### Exercise directions
Find the line holding "if state.ready_checks <= self.not_ready_checks" in the entries below. Give it again exactly, along with every line after it up to and including the line holding "pub struct FixtureCatalogs".

◆ ◆ ◆ ◆ ◆

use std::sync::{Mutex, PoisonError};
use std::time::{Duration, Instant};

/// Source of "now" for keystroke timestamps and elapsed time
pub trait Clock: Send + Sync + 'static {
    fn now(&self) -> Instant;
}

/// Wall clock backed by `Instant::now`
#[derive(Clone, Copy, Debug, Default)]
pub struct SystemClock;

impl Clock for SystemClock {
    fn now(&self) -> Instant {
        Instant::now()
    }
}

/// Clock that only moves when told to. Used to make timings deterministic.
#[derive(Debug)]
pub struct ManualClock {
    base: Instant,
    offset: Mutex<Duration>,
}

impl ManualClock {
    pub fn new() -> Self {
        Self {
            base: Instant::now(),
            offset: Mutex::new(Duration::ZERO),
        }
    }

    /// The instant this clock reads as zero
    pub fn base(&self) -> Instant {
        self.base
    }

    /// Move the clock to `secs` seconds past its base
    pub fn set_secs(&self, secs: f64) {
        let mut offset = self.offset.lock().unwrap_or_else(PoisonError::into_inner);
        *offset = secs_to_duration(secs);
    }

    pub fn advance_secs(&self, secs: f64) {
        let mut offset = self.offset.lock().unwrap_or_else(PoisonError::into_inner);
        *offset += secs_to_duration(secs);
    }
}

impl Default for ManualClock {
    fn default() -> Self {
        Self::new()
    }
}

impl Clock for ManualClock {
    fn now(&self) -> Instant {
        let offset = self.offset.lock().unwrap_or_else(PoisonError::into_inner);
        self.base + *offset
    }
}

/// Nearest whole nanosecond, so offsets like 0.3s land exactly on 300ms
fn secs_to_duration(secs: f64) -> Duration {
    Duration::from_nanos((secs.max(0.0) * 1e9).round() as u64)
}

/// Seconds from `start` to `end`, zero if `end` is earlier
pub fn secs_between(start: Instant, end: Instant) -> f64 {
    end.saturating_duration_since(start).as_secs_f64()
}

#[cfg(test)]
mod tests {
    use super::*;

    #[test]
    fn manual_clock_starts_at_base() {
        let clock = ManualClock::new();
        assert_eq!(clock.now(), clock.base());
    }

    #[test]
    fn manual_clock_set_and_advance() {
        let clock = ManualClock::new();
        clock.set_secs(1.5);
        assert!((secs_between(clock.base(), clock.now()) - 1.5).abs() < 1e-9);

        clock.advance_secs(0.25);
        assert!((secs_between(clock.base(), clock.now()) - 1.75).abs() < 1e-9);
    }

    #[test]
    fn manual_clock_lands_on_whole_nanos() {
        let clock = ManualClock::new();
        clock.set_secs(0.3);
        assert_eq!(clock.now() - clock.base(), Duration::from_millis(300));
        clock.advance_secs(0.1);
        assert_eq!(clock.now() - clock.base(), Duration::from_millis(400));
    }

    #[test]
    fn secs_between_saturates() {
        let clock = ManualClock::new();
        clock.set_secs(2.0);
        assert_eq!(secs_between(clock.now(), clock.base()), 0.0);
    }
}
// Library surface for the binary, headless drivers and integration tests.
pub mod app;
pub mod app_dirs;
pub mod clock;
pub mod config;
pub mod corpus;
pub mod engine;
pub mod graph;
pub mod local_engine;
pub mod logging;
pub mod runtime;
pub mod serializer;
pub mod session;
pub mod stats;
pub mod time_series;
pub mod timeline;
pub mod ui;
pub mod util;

◆ ◆ ◆ ◆ ◆

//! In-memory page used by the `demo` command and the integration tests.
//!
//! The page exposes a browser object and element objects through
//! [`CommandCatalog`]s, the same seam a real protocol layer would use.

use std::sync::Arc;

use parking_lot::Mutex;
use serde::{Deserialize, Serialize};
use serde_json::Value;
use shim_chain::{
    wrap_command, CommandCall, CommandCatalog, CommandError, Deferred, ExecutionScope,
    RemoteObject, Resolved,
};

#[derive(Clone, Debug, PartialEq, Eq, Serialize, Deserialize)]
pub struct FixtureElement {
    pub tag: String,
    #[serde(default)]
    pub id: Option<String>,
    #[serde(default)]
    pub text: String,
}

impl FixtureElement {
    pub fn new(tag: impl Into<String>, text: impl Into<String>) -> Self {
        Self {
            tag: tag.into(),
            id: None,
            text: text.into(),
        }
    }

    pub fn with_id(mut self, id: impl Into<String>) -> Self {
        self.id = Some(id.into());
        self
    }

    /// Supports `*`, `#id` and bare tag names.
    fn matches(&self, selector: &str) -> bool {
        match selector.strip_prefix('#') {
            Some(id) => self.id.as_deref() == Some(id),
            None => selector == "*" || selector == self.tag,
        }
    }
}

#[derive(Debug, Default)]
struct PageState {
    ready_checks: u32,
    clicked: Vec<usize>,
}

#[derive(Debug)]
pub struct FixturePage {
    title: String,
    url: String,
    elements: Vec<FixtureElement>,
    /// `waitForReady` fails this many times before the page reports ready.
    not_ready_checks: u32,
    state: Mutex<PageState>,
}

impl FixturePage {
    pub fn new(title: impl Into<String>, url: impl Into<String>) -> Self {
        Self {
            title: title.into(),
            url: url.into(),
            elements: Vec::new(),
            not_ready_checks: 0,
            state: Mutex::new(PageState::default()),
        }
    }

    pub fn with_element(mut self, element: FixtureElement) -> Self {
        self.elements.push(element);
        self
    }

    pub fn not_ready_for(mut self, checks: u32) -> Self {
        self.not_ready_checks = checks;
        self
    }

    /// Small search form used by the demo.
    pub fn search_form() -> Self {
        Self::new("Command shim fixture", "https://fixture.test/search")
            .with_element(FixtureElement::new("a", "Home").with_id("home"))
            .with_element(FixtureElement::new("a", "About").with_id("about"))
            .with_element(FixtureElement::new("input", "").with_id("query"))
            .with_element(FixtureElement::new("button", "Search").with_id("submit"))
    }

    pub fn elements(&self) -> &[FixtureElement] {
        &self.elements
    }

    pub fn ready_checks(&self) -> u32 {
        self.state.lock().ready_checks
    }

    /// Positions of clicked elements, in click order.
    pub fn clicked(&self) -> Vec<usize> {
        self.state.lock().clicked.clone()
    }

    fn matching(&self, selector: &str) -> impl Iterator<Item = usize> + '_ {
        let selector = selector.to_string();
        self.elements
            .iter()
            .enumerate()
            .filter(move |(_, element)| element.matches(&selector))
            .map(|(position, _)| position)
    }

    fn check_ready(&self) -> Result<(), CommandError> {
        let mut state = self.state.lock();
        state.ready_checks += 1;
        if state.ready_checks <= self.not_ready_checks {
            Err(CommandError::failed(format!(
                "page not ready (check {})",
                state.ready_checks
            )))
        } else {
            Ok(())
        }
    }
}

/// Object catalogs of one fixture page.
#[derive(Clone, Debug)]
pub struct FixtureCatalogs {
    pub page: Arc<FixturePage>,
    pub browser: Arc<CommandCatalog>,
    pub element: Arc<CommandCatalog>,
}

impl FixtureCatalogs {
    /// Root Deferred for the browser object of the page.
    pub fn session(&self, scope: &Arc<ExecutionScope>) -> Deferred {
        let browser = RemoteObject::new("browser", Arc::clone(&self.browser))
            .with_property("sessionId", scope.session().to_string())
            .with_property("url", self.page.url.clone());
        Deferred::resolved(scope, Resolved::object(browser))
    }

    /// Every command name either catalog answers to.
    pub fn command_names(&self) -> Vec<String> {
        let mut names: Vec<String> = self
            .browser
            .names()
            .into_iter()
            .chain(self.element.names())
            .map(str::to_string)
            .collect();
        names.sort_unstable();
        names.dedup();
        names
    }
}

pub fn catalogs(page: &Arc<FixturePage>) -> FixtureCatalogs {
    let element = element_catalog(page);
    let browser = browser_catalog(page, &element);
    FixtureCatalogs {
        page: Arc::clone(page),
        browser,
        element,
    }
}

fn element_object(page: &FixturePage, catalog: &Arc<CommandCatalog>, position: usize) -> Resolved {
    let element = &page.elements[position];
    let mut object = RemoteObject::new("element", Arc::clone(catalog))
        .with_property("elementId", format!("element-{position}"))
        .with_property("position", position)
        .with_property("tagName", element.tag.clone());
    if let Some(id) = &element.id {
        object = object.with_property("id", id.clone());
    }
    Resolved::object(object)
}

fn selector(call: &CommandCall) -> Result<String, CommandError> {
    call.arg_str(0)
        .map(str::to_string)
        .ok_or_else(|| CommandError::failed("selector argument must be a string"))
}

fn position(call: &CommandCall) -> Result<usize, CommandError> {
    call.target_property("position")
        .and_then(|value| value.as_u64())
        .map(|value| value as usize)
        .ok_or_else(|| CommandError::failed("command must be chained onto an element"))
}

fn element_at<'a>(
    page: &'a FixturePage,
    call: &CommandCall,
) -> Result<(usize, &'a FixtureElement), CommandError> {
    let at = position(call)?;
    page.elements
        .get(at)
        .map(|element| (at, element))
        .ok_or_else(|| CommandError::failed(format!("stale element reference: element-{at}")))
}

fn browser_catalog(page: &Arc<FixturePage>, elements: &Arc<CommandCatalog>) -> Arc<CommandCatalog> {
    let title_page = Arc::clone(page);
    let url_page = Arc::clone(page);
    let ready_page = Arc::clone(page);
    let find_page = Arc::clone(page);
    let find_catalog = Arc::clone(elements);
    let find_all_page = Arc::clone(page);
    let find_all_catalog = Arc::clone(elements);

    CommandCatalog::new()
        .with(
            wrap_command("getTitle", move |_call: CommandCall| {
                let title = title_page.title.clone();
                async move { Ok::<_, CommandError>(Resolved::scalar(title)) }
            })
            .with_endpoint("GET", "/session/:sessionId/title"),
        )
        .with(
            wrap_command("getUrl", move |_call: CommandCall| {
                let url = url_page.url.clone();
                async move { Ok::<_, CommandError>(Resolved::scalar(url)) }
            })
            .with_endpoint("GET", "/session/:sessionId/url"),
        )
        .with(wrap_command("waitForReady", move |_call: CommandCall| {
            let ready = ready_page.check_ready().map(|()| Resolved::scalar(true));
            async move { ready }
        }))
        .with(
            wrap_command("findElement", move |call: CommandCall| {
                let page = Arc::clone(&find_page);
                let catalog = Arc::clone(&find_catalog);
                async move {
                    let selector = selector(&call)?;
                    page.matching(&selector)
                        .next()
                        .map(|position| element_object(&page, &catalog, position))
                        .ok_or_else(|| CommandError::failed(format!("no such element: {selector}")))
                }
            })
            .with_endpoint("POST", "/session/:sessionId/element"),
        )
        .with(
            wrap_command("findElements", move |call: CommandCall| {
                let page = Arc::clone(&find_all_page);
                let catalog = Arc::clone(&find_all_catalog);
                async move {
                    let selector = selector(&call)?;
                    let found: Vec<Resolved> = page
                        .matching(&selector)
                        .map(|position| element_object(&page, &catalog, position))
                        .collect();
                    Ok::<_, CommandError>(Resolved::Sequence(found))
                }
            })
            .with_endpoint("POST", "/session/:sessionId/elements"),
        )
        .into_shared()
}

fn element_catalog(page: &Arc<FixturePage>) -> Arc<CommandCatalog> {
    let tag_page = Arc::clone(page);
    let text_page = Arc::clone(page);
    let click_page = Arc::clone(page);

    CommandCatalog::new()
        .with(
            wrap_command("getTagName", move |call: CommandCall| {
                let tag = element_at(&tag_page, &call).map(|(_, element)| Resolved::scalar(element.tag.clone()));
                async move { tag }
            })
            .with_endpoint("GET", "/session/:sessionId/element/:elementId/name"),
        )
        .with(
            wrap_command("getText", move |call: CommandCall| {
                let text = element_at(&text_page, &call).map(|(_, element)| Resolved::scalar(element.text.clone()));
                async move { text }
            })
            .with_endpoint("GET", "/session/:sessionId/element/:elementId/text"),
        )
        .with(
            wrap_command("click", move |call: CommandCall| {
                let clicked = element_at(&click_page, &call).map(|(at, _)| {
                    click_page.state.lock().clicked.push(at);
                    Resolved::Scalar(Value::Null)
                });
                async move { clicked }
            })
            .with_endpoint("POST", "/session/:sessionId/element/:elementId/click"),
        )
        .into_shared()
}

◆ ◆ ◆ ◆ ◆

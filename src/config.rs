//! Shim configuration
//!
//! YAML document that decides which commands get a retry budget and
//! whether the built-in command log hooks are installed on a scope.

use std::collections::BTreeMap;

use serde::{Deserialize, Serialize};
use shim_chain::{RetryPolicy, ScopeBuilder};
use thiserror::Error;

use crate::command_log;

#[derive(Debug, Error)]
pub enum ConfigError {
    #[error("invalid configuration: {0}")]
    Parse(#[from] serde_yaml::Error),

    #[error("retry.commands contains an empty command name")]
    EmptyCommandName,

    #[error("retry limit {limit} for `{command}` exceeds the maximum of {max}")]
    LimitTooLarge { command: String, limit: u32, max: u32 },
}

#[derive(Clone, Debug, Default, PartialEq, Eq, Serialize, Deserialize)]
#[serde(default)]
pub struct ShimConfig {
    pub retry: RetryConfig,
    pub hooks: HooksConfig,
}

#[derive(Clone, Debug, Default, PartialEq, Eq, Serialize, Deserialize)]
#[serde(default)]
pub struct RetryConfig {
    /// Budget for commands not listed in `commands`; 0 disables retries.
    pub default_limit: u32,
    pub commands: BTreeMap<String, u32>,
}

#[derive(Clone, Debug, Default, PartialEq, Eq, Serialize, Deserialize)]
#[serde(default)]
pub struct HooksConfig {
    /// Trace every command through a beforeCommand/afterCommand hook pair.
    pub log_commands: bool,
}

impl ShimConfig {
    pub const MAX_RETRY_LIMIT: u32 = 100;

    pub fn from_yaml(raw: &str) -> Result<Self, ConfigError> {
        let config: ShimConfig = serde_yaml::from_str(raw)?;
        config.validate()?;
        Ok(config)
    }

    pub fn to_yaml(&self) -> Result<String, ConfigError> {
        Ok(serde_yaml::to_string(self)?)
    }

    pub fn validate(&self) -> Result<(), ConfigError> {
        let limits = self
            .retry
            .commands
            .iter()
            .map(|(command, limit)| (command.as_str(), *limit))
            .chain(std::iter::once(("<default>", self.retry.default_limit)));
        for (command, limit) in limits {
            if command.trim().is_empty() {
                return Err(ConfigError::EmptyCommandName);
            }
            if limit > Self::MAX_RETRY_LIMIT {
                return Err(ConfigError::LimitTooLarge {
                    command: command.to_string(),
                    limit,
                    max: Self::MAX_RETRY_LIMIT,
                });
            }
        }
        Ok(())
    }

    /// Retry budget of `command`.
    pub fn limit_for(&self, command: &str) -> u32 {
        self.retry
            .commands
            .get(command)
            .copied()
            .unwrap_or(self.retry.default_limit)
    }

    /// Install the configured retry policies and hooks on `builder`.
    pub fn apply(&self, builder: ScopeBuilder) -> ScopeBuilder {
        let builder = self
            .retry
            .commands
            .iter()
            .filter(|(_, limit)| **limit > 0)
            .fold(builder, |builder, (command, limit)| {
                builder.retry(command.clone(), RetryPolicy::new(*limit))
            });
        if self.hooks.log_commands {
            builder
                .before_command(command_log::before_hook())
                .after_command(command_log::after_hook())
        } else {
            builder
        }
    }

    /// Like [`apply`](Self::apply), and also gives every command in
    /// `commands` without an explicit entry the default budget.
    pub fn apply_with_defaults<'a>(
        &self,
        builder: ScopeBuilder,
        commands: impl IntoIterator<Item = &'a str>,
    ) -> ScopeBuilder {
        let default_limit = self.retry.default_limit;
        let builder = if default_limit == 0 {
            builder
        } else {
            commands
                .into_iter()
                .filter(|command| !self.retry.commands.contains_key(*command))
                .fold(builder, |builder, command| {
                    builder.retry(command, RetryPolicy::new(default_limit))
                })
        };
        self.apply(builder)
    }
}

◆ ◆ ◆ ◆ ◆

### Completed exercise
        if state.ready_checks <= self.not_ready_checks {
            Err(CommandError::failed(format!(
                "page not ready (check {})",
                state.ready_checks
            )))
        } else {
            Ok(())
        }
    }
}

/// Object catalogs of one fixture page.
#[derive(Clone, Debug)]
pub struct FixtureCatalogs {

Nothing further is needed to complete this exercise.